Panyu aims for central role in Guangdong

5 May 2011

By Thomas M. H. Chan

Every great city is supported by satellite districts. For the great metropolis of Guangzhou, its most important satellite is Panyu, south of the city centre.

The evolution of this former remote area into a bustling urban area is testament to Guangzhou’s ambitious infrastructure investment.

Since 2000, Guangzhou has been planned along a north-south axis. Away from the congested old city centre, new urban infrastructural facilities have been focused on areas south of the Pearl River, first into the Henan area, the former southern suburb, and further into Panyu, which was converted from an independent city into an urban district of Guangzhou in 2000.
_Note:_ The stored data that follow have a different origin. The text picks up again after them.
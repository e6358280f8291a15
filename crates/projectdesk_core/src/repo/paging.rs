//! Page requests, sort descriptors and page results.
//!
//! # Invariants
//! - `page_index` is zero-based and `page_size` is at least 1.
//! - Sort fields are resolved against a per-store whitelist before they ever
//!   reach SQL.
//! - Every paged query appends `id ASC` as the final tie-breaker.

use crate::repo::{RepoError, RepoResult};
use rusqlite::types::Value;
use serde::Serialize;

/// Sort direction for paged queries.
#[derive(Debug, Clone, Copy, PartialEq, Eq, Default)]
pub enum SortDirection {
    #[default]
    Asc,
    Desc,
}

impl SortDirection {
    /// Maps a transport token to a direction.
    ///
    /// `ASC` in any letter case is ascending. Every other token, including
    /// typos and the empty string, is descending.
    pub fn from_token(token: &str) -> Self {
        if token.eq_ignore_ascii_case("ASC") {
            Self::Asc
        } else {
            Self::Desc
        }
    }

    fn as_sql(self) -> &'static str {
        match self {
            Self::Asc => "ASC",
            Self::Desc => "DESC",
        }
    }
}

/// Requested sort: a field token (validated later by the store) and a direction.
#[derive(Debug, Clone, PartialEq, Eq)]
pub struct Sort {
    pub field: String,
    pub direction: SortDirection,
}

impl Sort {
    pub fn by(field: impl Into<String>, direction: SortDirection) -> Self {
        Self {
            field: field.into(),
            direction,
        }
    }
}

impl Default for Sort {
    fn default() -> Self {
        Self::by("id", SortDirection::Asc)
    }
}

/// One page of a sorted result set.
#[derive(Debug, Clone, PartialEq, Eq)]
pub struct PageRequest {
    page_index: u32,
    page_size: u32,
    sort: Sort,
}

impl PageRequest {
    /// Builds a page request, rejecting a zero page size.
    pub fn new(page_index: u32, page_size: u32, sort: Sort) -> RepoResult<Self> {
        if page_size == 0 {
            return Err(RepoError::InvalidPageRequest(
                "page size must be at least 1".to_string(),
            ));
        }
        Ok(Self {
            page_index,
            page_size,
            sort,
        })
    }

    pub fn page_index(&self) -> u32 {
        self.page_index
    }

    pub fn page_size(&self) -> u32 {
        self.page_size
    }

    pub fn sort(&self) -> &Sort {
        &self.sort
    }

    pub fn offset(&self) -> u64 {
        u64::from(self.page_index) * u64::from(self.page_size)
    }

    /// Renders `ORDER BY ... LIMIT ? OFFSET ?` and pushes the two bind values.
    ///
    /// `sortable` maps accepted field tokens (matched case-insensitively) to
    /// column names.
    pub(crate) fn sql_tail(
        &self,
        sortable: &[(&str, &'static str)],
        bind_values: &mut Vec<Value>,
    ) -> RepoResult<String> {
        let column = resolve_sort_column(&self.sort.field, sortable)?;
        let offset = i64::try_from(self.offset()).map_err(|_| {
            RepoError::InvalidPageRequest(format!("page index {} is too large", self.page_index))
        })?;

        bind_values.push(Value::Integer(i64::from(self.page_size)));
        bind_values.push(Value::Integer(offset));

        let mut tail = format!(" ORDER BY {column} {}", self.sort.direction.as_sql());
        if column != "id" {
            tail.push_str(", id ASC");
        }
        tail.push_str(" LIMIT ? OFFSET ?");
        Ok(tail)
    }
}

fn resolve_sort_column(field: &str, sortable: &[(&str, &'static str)]) -> RepoResult<&'static str> {
    let token = field.trim();
    sortable
        .iter()
        .find(|(accepted, _)| accepted.eq_ignore_ascii_case(token))
        .map(|(_, column)| *column)
        .ok_or_else(|| RepoError::UnknownSortField(token.to_string()))
}

/// Result page with the request coordinates and the unpaged total.
#[derive(Debug, Clone, PartialEq, Eq, Serialize)]
pub struct Page<E> {
    pub items: Vec<E>,
    pub page_index: u32,
    pub page_size: u32,
    pub total_items: u64,
}

impl<E> Page<E> {
    pub fn is_empty(&self) -> bool {
        self.items.is_empty()
    }

    pub fn total_pages(&self) -> u64 {
        self.total_items.div_ceil(u64::from(self.page_size.max(1)))
    }
}

#[cfg(test)]
mod tests {
    use super::{PageRequest, Sort, SortDirection};
    use crate::repo::RepoError;
    use rusqlite::types::Value;

    const SORTABLE: &[(&str, &str)] = &[("id", "id"), ("name", "name"), ("createdAt", "created_at")];

    #[test]
    fn direction_token_is_case_insensitive_and_defaults_to_desc() {
        assert_eq!(SortDirection::from_token("ASC"), SortDirection::Asc);
        assert_eq!(SortDirection::from_token("asc"), SortDirection::Asc);
        assert_eq!(SortDirection::from_token("Asc"), SortDirection::Asc);
        assert_eq!(SortDirection::from_token("DESC"), SortDirection::Desc);
        assert_eq!(SortDirection::from_token("sideways"), SortDirection::Desc);
        assert_eq!(SortDirection::from_token(""), SortDirection::Desc);
    }

    #[test]
    fn zero_page_size_is_rejected() {
        let err = PageRequest::new(0, 0, Sort::default()).unwrap_err();
        assert!(matches!(err, RepoError::InvalidPageRequest(_)));
    }

    #[test]
    fn sql_tail_binds_limit_and_offset_with_id_tiebreak() {
        let page = PageRequest::new(3, 20, Sort::by("NAME", SortDirection::Desc)).unwrap();
        let mut binds = Vec::new();
        let tail = page.sql_tail(SORTABLE, &mut binds).unwrap();

        assert_eq!(tail, " ORDER BY name DESC, id ASC LIMIT ? OFFSET ?");
        assert_eq!(binds, vec![Value::Integer(20), Value::Integer(60)]);
    }

    #[test]
    fn sql_tail_rejects_unknown_field() {
        let page = PageRequest::new(0, 5, Sort::by("name; DROP TABLE projects", SortDirection::Asc))
            .unwrap();
        let err = page.sql_tail(SORTABLE, &mut Vec::new()).unwrap_err();
        assert!(matches!(err, RepoError::UnknownSortField(_)));
    }
}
Some major infrastructure projects have been located in Panyu – for example, the new university town and a proposed new Guangzhou city centre.

Strategically more importantly, the nexus of inter-provincial high speed railways and one of the four largest terminals of the national railway system, the new South Station of Guangzhou, is also in Panyu. Most passenger lines – city subways and intercity express railways number over 10 – of the regional railway network of the Pearl River Delta region will go through the Southern Station and Panyu.

Looking at planning maps of Guangzhou and the Pearl River Delta region, you find Panyu at the centre of the regional system, not just geographically but also in terms of the massive flows of people that will be re-directed by the coming mass transit system.

But will Panyu become the new centre of the expanded Guangzhou and the emerging PRD metropolis?

Real estate boom and rising prices

It is true that Panyu has become the focus of urbanisation in the PRD region, with Guangzhou residents moving on a massive scale to escape congested city life and escalating housing costs in the eight districts of the old city centre. At least the northern part of Panyu, just across the river from Henan area in the old Guangzhou, has become much more accessible through construction of new bridges and highways and the coming railway networks.

A look at construction and sales statistics in Panyu in recent years shows clearly the popularity of the place for residents of the region. Both Yuexiu and Tianhe districts, which have performed better than Panyu in private housing development, are the old and new central business districts of Guangzhou. They are also the most developed districts in the city, with GDP in 2009 about double of that of Panyu. It is already very impressive for Panyu to narrow the gap with these two well-established CBDs over the last few years.

In the four years from 2006 to 2009, Panyu sold 8.4 million square metres of housing, which can accommodate about 100,000 households, for 62 billion yuan. In 2009, another five million-plus square metres of private housing were under construction. For a district that has less than one million registered local residents, not including recent new arrivals, these are impressive figures and suggest most of the buyers are non-locals and come from the old city centre of Guangzhou.

Rising housing prices in Panyu also confirm the popularity of the district; in 2009, the average purchase price in Panyu was 8,980 yuan per square metre, very close to the average of the 10 urban districts of the city, excluding the two suburban counties, of 10,415 yuan for the year. In comparing the housing prices of Panyu and the old city centre, one should bear in mind the disincentive of the 17-kilometre distance between Shiqiao, the capital town of Panyu, and the city’s CBDs.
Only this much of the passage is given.